Stored items

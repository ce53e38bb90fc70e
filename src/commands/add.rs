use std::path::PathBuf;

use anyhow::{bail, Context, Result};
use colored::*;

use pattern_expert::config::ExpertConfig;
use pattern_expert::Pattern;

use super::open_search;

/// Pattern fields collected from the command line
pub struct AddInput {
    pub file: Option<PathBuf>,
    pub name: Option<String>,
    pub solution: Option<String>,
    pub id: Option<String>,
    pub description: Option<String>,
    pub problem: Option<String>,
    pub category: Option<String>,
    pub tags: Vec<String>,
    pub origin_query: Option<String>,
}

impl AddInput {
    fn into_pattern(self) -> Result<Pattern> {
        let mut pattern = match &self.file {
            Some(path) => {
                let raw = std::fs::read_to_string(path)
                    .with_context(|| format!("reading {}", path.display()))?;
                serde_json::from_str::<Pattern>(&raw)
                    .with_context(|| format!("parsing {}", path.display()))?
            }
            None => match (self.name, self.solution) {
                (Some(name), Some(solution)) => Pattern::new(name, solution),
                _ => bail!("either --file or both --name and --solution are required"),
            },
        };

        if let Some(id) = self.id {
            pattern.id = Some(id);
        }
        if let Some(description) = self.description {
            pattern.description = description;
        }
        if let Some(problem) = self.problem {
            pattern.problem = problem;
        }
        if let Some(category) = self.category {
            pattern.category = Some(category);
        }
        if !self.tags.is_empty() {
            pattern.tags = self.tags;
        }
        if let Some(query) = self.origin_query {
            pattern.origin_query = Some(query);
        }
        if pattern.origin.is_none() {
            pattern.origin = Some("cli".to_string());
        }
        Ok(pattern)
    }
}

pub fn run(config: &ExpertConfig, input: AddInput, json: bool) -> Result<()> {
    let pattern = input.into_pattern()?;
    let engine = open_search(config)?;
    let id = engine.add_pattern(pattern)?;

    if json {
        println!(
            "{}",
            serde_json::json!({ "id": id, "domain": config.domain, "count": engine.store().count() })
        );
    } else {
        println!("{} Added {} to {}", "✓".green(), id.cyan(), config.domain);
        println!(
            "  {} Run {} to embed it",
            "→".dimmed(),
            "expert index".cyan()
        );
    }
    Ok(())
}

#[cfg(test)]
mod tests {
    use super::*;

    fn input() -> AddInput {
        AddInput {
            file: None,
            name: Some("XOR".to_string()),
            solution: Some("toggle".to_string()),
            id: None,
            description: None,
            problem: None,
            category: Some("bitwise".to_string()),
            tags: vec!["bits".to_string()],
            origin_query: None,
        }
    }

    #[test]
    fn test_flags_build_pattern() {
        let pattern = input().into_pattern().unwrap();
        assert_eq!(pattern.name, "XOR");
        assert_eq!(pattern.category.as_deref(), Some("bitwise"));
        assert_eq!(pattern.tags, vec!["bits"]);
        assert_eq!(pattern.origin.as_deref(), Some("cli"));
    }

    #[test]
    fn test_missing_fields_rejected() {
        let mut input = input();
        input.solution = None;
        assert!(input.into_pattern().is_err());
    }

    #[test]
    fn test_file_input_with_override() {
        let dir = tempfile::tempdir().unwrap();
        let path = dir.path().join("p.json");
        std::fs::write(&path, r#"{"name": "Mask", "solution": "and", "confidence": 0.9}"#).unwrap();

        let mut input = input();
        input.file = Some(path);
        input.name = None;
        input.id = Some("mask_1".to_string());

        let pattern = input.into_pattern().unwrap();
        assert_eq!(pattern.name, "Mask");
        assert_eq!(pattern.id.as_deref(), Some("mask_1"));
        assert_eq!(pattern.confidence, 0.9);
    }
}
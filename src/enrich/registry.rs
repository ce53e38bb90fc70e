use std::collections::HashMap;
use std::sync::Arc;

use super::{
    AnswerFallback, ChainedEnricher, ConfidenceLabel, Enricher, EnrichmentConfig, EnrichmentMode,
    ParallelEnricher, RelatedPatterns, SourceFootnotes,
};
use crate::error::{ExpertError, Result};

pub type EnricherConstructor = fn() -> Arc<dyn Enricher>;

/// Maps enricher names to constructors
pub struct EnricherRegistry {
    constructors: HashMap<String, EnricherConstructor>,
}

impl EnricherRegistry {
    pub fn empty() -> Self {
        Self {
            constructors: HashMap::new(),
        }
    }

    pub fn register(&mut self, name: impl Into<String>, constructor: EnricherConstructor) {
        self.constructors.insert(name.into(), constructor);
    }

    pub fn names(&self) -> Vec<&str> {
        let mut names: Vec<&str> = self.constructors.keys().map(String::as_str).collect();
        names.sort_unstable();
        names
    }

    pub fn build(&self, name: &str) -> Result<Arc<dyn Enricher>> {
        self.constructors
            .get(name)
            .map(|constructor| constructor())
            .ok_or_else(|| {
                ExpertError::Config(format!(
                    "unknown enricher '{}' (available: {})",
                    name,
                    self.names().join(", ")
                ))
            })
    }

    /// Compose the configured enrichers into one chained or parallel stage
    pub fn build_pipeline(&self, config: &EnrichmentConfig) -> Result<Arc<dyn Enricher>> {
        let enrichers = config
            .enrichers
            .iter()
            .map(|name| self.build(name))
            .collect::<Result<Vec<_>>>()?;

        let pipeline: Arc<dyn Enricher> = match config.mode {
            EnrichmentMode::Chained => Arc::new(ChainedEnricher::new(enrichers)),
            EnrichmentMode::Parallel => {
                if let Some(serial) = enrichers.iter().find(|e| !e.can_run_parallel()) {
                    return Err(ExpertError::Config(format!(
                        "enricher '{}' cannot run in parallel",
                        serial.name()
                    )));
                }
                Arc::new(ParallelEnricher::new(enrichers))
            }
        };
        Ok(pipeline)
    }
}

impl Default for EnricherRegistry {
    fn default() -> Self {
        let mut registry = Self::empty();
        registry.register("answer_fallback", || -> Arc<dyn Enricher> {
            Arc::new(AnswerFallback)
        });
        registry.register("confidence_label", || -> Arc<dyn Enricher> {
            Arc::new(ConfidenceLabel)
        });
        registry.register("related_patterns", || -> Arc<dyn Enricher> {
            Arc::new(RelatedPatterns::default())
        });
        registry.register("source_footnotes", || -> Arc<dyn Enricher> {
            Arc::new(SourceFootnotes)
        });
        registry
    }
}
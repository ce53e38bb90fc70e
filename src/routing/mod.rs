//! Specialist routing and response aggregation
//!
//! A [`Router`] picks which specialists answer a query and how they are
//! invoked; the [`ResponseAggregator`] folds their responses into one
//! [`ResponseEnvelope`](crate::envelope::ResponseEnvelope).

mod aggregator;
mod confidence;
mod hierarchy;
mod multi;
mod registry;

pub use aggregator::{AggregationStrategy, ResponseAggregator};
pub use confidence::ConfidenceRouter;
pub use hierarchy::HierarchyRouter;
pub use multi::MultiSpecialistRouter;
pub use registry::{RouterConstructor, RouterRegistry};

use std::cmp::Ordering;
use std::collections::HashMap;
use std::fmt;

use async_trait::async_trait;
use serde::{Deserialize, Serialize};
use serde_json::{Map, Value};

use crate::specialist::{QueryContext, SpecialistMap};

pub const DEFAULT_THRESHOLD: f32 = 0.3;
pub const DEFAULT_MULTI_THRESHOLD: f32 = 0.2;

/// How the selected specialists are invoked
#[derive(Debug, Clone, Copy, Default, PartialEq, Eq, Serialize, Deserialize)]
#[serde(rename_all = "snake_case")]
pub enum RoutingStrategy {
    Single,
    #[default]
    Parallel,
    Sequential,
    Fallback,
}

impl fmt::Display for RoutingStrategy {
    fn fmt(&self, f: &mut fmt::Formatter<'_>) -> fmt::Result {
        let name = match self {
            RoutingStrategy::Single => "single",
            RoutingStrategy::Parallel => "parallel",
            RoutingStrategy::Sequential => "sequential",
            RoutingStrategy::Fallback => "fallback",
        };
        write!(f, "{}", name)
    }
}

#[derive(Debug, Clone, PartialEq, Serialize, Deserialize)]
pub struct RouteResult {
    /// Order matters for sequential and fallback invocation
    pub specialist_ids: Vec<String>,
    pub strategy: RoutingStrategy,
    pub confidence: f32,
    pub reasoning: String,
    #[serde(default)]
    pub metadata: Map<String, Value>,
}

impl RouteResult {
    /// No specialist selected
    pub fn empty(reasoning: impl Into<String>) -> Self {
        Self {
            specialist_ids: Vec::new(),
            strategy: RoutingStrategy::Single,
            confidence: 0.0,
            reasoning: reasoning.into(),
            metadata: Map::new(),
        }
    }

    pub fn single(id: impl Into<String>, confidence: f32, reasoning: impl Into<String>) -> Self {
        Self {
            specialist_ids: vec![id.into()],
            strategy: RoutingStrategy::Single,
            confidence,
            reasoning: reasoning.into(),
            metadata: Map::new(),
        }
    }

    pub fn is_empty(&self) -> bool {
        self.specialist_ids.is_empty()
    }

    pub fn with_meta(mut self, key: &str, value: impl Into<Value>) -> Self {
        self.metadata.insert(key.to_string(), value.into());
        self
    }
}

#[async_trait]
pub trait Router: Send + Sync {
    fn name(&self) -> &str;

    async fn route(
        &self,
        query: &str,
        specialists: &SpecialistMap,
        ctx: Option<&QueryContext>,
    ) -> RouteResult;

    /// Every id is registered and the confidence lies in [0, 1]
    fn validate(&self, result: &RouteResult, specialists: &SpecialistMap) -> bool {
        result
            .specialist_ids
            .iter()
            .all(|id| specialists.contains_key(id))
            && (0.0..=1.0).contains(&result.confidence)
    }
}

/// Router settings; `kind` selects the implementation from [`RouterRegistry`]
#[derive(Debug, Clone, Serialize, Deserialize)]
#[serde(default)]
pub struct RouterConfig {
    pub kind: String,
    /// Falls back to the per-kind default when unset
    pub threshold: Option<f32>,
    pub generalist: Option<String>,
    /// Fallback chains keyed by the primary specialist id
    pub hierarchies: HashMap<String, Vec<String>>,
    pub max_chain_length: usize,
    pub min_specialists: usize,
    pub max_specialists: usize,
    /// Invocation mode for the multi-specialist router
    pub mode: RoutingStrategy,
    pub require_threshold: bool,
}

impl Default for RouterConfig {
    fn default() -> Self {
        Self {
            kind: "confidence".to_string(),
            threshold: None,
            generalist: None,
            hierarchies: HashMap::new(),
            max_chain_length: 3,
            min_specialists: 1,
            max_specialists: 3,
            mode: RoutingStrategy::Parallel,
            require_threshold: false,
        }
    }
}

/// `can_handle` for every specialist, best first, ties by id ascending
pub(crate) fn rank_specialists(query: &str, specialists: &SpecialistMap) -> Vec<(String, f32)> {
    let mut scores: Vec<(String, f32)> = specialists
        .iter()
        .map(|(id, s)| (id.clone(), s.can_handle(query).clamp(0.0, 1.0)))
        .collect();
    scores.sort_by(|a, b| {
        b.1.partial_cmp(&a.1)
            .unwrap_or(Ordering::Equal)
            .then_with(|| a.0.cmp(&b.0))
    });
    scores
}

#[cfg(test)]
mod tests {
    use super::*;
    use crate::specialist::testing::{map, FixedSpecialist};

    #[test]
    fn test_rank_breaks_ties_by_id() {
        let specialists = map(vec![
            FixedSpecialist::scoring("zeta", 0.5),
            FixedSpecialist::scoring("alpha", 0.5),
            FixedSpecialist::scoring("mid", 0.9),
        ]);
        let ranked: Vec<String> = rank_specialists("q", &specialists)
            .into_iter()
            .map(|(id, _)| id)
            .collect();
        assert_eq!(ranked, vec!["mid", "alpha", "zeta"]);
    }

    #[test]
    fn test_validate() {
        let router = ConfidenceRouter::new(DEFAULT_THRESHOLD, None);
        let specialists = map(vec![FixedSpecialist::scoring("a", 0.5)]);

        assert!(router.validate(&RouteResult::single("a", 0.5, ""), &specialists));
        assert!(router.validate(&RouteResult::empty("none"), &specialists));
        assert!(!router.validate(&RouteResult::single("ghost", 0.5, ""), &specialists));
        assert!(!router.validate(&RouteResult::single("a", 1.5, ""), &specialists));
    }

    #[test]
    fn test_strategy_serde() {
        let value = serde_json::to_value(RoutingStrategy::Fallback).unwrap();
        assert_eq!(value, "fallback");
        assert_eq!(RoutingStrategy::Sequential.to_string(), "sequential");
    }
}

About this task: Your task is to restate, word for word, the lines from the beginning of the records to the line with "(Some(name), Some(solution)) =>", inclusive.

Written solution:
repository ce53e38bb90fc70e
filename src/commands/add.rs
use std::path::PathBuf;

use anyhow::{bail, Context, Result};
use colored::*;

use pattern_expert::config::ExpertConfig;
use pattern_expert::Pattern;

use super::open_search;

/// Pattern fields collected from the command line
pub struct AddInput {
    pub file: Option<PathBuf>,
    pub name: Option<String>,
    pub solution: Option<String>,
    pub id: Option<String>,
    pub description: Option<String>,
    pub problem: Option<String>,
    pub category: Option<String>,
    pub tags: Vec<String>,
    pub origin_query: Option<String>,
}

impl AddInput {
    fn into_pattern(self) -> Result<Pattern> {
        let mut pattern = match &self.file {
            Some(path) => {
                let raw = std::fs::read_to_string(path)
                    .with_context(|| format!("reading {}", path.display()))?;
                serde_json::from_str::<Pattern>(&raw)
                    .with_context(|| format!("parsing {}", path.display()))?
            }
            None => match (self.name, self.solution) {
                (Some(name), Some(solution)) => Pattern::new(name, solution),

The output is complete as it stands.